Stored items
>>
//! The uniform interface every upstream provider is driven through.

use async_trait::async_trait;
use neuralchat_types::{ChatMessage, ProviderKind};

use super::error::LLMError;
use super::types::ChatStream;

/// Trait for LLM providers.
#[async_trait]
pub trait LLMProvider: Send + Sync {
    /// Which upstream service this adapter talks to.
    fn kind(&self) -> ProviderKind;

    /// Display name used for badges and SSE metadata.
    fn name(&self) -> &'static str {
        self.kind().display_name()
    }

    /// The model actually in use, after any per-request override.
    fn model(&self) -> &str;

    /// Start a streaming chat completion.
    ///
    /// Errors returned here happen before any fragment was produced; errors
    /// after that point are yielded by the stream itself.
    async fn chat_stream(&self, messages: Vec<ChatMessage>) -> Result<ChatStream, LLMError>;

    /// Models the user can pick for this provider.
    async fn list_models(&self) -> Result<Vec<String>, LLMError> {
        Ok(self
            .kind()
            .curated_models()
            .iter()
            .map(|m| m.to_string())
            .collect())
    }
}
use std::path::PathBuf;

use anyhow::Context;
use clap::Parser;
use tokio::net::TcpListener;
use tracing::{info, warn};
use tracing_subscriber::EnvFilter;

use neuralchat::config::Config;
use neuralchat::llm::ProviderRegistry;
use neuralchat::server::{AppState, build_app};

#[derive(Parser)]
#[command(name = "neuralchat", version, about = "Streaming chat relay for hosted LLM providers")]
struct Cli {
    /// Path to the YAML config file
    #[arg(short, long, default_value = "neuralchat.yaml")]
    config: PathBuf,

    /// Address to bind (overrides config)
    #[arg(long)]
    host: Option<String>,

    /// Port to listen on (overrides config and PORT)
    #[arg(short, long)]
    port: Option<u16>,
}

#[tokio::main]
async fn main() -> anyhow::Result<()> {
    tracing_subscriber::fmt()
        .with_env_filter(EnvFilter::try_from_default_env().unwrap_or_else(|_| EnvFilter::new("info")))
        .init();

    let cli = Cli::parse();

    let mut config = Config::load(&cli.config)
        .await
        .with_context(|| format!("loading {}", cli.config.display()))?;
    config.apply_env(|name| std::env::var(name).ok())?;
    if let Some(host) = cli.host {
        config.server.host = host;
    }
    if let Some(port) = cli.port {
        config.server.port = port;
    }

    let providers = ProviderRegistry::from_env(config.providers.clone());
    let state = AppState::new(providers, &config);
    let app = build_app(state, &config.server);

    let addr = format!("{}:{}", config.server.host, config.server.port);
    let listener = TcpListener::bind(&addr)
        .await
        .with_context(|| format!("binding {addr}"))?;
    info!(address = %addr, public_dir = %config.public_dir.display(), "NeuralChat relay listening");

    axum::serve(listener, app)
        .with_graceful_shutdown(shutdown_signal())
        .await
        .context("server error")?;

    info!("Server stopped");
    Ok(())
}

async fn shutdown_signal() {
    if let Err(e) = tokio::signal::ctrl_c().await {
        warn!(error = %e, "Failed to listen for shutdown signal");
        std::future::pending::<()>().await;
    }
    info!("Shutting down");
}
<<
>>
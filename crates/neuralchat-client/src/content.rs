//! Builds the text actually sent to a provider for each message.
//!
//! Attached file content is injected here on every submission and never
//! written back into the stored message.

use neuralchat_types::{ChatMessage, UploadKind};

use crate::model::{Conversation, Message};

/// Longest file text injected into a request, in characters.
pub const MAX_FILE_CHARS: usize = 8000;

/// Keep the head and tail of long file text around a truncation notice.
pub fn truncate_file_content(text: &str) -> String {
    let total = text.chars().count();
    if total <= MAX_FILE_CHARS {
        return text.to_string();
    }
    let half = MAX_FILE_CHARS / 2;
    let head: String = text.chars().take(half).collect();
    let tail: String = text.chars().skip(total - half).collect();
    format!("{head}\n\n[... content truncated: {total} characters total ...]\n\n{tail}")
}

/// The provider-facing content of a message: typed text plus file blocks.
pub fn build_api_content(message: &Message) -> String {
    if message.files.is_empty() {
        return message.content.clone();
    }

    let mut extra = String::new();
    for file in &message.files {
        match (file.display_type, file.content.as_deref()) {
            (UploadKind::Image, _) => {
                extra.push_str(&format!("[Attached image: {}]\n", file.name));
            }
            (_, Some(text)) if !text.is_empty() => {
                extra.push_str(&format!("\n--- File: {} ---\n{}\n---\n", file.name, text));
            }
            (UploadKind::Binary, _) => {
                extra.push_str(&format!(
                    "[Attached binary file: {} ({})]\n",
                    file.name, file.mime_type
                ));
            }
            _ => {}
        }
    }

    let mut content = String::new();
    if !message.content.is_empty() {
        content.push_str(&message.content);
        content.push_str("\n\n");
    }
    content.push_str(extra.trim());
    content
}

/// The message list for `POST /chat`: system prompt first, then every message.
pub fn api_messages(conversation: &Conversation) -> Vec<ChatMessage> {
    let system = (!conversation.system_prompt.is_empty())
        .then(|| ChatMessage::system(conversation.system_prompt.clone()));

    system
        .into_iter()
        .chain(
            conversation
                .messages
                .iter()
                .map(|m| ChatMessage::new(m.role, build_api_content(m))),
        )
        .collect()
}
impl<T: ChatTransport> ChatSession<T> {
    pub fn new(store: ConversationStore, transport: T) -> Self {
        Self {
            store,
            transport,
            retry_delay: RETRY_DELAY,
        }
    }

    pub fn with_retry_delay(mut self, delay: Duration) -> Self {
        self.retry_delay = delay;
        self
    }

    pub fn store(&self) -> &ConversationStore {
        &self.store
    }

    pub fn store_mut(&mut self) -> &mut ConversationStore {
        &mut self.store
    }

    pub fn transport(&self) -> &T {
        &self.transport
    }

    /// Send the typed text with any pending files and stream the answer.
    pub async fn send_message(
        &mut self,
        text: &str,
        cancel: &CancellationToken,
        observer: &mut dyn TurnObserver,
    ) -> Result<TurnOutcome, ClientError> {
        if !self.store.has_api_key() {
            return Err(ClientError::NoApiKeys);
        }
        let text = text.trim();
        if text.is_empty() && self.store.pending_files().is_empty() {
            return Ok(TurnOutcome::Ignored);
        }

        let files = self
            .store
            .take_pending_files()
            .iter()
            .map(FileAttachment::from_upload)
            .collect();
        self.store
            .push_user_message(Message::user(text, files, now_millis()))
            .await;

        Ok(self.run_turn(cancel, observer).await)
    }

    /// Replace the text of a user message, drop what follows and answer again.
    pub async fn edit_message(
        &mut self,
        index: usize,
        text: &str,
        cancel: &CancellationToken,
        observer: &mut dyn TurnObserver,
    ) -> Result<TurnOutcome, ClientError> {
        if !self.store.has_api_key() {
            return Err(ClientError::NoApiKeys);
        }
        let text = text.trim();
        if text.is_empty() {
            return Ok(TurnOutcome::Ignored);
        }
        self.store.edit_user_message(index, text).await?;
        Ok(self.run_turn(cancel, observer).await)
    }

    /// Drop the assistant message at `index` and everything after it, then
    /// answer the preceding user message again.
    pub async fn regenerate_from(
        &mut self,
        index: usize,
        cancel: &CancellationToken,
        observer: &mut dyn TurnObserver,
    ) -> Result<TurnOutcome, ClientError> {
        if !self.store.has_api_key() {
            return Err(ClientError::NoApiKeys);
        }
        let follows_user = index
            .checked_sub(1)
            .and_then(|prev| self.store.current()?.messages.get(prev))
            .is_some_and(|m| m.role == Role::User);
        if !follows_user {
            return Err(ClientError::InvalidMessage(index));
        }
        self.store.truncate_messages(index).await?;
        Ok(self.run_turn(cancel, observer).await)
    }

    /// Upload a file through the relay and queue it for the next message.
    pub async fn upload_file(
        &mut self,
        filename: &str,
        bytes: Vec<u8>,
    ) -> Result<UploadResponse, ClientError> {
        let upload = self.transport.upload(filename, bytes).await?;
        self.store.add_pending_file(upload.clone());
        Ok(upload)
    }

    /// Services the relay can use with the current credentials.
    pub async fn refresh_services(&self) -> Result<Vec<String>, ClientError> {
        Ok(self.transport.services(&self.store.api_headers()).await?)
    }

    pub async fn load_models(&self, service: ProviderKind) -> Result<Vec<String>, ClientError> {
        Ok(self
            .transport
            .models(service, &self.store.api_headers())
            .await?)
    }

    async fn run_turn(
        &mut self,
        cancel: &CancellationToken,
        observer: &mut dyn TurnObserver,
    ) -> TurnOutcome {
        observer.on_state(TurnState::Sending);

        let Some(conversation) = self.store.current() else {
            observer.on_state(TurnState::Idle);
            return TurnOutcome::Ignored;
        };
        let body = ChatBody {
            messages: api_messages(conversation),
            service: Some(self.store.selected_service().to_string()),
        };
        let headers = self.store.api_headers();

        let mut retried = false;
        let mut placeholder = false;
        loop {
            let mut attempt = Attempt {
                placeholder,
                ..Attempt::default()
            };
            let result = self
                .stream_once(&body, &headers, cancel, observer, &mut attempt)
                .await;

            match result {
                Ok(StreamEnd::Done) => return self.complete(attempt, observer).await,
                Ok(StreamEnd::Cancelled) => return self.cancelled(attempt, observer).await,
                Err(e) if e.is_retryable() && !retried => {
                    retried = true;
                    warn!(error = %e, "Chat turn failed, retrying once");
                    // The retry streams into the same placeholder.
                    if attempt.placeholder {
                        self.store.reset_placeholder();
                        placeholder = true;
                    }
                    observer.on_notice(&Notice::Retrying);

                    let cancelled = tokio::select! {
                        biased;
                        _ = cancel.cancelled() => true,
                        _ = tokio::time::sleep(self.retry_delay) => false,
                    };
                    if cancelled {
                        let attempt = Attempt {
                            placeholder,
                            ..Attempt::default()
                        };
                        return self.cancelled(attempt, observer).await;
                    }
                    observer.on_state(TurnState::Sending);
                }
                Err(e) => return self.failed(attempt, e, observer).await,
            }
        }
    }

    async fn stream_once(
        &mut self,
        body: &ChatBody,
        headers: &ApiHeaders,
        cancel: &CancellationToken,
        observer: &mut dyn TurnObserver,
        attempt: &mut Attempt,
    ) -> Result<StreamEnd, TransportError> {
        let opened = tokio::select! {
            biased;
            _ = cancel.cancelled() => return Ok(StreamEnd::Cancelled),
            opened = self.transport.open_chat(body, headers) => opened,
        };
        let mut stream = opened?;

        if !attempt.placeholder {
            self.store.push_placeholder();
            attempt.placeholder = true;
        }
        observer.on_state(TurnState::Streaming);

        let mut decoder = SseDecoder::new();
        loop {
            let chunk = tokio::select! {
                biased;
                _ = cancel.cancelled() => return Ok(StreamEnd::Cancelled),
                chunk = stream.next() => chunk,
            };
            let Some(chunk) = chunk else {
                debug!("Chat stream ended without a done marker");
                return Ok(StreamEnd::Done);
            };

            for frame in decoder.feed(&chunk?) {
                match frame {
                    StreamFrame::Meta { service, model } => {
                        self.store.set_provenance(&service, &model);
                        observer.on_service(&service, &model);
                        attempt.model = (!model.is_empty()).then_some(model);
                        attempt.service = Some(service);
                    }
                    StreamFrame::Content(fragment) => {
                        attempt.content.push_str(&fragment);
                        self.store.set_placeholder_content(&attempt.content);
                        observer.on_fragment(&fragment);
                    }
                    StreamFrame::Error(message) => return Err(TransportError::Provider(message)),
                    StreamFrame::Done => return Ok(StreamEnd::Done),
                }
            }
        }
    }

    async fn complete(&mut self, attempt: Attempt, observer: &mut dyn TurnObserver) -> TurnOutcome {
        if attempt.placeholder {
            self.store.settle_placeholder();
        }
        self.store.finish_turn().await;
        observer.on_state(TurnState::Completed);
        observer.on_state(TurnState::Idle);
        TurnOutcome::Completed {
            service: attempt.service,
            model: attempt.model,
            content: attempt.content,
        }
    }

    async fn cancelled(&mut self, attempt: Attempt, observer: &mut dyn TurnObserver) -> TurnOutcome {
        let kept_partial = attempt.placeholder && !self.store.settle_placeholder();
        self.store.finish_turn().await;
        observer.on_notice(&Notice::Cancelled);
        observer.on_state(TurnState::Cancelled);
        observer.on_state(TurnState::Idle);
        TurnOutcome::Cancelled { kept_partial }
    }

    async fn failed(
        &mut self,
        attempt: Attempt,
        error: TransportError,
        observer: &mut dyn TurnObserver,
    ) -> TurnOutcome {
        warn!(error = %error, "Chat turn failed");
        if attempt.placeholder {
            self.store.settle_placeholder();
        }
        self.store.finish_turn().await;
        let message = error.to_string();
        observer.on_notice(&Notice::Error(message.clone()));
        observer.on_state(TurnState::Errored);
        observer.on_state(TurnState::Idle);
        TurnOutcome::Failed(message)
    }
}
<<
>>
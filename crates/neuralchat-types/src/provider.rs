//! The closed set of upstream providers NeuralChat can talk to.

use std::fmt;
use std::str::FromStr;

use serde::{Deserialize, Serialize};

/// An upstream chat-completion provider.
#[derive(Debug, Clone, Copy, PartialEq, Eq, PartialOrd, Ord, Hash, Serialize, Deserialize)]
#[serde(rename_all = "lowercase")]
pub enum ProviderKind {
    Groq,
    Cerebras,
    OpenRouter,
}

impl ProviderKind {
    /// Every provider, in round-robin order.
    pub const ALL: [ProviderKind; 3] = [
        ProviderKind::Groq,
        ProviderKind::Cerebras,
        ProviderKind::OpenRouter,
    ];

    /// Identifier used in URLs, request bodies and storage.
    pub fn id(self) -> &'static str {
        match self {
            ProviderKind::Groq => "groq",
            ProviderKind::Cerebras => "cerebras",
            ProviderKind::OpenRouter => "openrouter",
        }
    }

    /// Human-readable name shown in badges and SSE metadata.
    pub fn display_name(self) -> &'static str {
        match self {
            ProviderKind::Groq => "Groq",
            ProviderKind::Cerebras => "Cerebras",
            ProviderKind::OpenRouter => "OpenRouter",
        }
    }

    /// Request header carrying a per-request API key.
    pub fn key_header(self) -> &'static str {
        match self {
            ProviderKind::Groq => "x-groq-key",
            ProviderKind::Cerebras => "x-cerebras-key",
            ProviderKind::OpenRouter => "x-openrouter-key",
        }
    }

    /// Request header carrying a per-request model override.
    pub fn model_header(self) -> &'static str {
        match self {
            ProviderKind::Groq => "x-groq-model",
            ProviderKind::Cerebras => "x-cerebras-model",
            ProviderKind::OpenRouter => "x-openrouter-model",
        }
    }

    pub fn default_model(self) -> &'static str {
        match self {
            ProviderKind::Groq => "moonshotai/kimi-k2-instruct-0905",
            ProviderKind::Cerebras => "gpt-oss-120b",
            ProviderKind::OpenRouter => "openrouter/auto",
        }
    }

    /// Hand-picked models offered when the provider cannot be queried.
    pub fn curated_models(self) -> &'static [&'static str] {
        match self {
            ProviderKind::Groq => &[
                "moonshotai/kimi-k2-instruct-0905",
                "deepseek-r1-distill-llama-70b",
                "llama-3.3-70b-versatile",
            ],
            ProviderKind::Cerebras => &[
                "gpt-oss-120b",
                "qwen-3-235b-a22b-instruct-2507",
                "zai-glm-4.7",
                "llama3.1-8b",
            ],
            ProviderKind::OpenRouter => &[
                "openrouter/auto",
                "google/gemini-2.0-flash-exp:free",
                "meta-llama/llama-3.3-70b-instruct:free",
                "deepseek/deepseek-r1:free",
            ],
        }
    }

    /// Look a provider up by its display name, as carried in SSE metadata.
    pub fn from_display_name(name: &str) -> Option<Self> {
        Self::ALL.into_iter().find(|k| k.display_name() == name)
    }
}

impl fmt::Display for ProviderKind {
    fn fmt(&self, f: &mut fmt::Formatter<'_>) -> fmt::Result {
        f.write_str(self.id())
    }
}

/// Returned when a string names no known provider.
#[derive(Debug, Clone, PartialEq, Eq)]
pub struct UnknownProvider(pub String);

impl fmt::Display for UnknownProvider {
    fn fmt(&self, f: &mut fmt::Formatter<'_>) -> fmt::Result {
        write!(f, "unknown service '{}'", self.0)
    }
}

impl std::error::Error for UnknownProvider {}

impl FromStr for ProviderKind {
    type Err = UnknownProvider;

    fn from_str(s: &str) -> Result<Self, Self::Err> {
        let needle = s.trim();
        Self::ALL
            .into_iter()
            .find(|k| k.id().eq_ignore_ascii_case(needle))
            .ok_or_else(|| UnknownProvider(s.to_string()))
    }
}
<<
_Your task_
Within the data above, the span starting at the line containing "Ok(self.transport.services(&self.store.api_headers()).await?)" and ending at the line containing "let mut attempt" is to be retyped exactly, with no other lines.

_Your response_
        Ok(self.transport.services(&self.store.api_headers()).await?)
    }

    pub async fn load_models(&self, service: ProviderKind) -> Result<Vec<String>, ClientError> {
        Ok(self
            .transport
            .models(service, &self.store.api_headers())
            .await?)
    }

    async fn run_turn(
        &mut self,
        cancel: &CancellationToken,
        observer: &mut dyn TurnObserver,
    ) -> TurnOutcome {
        observer.on_state(TurnState::Sending);

        let Some(conversation) = self.store.current() else {
            observer.on_state(TurnState::Idle);
            return TurnOutcome::Ignored;
        };
        let body = ChatBody {
            messages: api_messages(conversation),
            service: Some(self.store.selected_service().to_string()),
        };
        let headers = self.store.api_headers();

        let mut retried = false;
        let mut placeholder = false;
        loop {
            let mut attempt = Attempt {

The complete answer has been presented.